Make a word-for-word copy of the entries below from their first line through the line with "fn on_mouse_sample(&self, sample: MouseSample)", and add nothing.
++++++++++++++++++++
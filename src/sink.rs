use crate::event::{ButtonEvent, MouseSample};

/// Consumer of coalesced pointer updates.
///
/// All methods are called from the dispatch thread, never from the hook
/// callback. Implementations should hand work off quickly; a slow sink delays
/// the next batch. Errors are counted and the event is dropped.
pub trait DispatchSink: Send + Sync {
    fn on_mouse_sample(&self, sample: MouseSample) -> anyhow::Result<()>;

    fn on_button_event(&self, event: ButtonEvent) -> anyhow::Result<()>;

    fn on_drag_state_changed(&self, has_active_drag: bool, file_count: usize)
        -> anyhow::Result<()>;
}

/// Sink that drops everything. Useful when only the query surface is needed.
#[derive(Debug, Default, Clone, Copy)]
pub struct NullSink;

impl DispatchSink for NullSink {
    fn on_mouse_sample(&self, _sample: MouseSample) -> anyhow::Result<()> {
        Ok(())
    }

    fn on_button_event(&self, _event: ButtonEvent) -> anyhow::Result<()> {
        Ok(())
    }

    fn on_drag_state_changed(&self, _has_active_drag: bool, _file_count: usize) -> anyhow::Result<()> {
        Ok(())
    }
}
use crate::clock::{Clock, SystemClock};
use crate::coalescer::EventCoalescer;
use crate::error::{ErrorCode, ErrorInfo, MonitorError};
use crate::event::{ButtonEvent, MouseButton, MouseSample, Point};
use crate::gesture::{
    DragState, DragThresholds, DraggedFileEntry, FileListProvider, GestureDetector, GesturePhase,
};
use crate::health::{HealthMonitor, ModuleHandle};
use crate::hook::{HookEventSource, HookHandler};
use crate::instance::{self, InstanceGuard};
use crate::settings::MonitorConfig;
use crate::sink::DispatchSink;
use serde::Serialize;
use std::sync::atomic::{AtomicBool, AtomicU64, Ordering};
use std::sync::{Arc, Mutex, MutexGuard, PoisonError, Weak};
use std::thread::{self, JoinHandle};

const HOOK_MODULE: &str = "hook";
const DISPATCH_MODULE: &str = "dispatch";

#[derive(Debug, Clone, Copy, Default, PartialEq, Eq, Serialize)]
pub struct PerformanceMetrics {
    /// Raw events accepted from the hook.
    pub events_processed: u64,
    /// Coalesced samples delivered to the sink.
    pub events_batched: u64,
    /// Sink calls that returned an error.
    pub dispatch_errors: u64,
}

type SharedSource = Arc<Mutex<Box<dyn HookEventSource>>>;

fn lock<T: ?Sized>(mutex: &Mutex<T>) -> MutexGuard<'_, T> {
    mutex.lock().unwrap_or_else(PoisonError::into_inner)
}

/// Everything the hook callback and the dispatch thread share.
struct Pipeline {
    clock: Arc<dyn Clock>,
    coalescer: EventCoalescer,
    detector: GestureDetector,
    sink: Arc<dyn DispatchSink>,
    health: Arc<HealthMonitor>,
    hook_module: ModuleHandle,
    dispatch_module: ModuleHandle,
    running: AtomicBool,
    left_down: AtomicBool,
    right_down: AtomicBool,
    events_processed: AtomicU64,
    events_batched: AtomicU64,
    dispatch_errors: AtomicU64,
    last_error: Mutex<ErrorInfo>,
}
use serde::{Deserialize, Serialize};
use std::path::Path;

/// One file or folder carried by a drag.
#[derive(Debug, Clone, PartialEq, Eq, Serialize, Deserialize)]
pub struct DraggedFileEntry {
    pub path: String,
    pub name: String,
    /// Extension without the dot. `None` for folders and extensionless files.
    pub extension: Option<String>,
    pub is_directory: bool,
    pub exists: bool,
    /// Size of regular files that exist.
    pub size_bytes: Option<u64>,
}

impl DraggedFileEntry {
    /// Describe `path`, filling in what the filesystem can tell us about it.
    pub fn from_path(path: impl AsRef<Path>) -> Self {
        let path = path.as_ref();
        let metadata = std::fs::metadata(path).ok();
        let exists = metadata.is_some();
        let is_directory = metadata.as_ref().map(|m| m.is_dir()).unwrap_or(false);
        let size_bytes = metadata
            .as_ref()
            .filter(|m| m.is_file())
            .map(|m| m.len());
        let name = path
            .file_name()
            .map(|n| n.to_string_lossy().into_owned())
            .unwrap_or_else(|| path.to_string_lossy().into_owned());
        let extension = if is_directory {
            None
        } else {
            path.extension().map(|e| e.to_string_lossy().into_owned())
        };

        Self {
            path: path.to_string_lossy().into_owned(),
            name,
            extension,
            is_directory,
            exists,
            size_bytes,
        }
    }
}

/// Source of the file list behind an in-progress drag (clipboard, shell
/// drag-and-drop data, ...).
///
/// Called synchronously from the coalescer thread, at most once per gesture.
/// An empty list means the drag carries no files.
pub trait FileListProvider: Send + Sync {
    fn try_get_dragged_files(&self) -> Vec<DraggedFileEntry>;
}

impl<F> FileListProvider for F
where
    F: Fn() -> Vec<DraggedFileEntry> + Send + Sync,
{
    fn try_get_dragged_files(&self) -> Vec<DraggedFileEntry> {
        self()
    }
}

/// Provider for hosts without file extraction; never confirms a drag.
#[derive(Debug, Default, Clone, Copy)]
pub struct NoFiles;

impl FileListProvider for NoFiles {
    fn try_get_dragged_files(&self) -> Vec<DraggedFileEntry> {
        Vec::new()
    }
}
++++++++++++++++++++
## Reply to the task
filename src/sink.rs
use crate::event::{ButtonEvent, MouseSample};

/// Consumer of coalesced pointer updates.
///
/// All methods are called from the dispatch thread, never from the hook
/// callback. Implementations should hand work off quickly; a slow sink delays
/// the next batch. Errors are counted and the event is dropped.
pub trait DispatchSink: Send + Sync {
    fn on_mouse_sample(&self, sample: MouseSample) -> anyhow::Result<()>;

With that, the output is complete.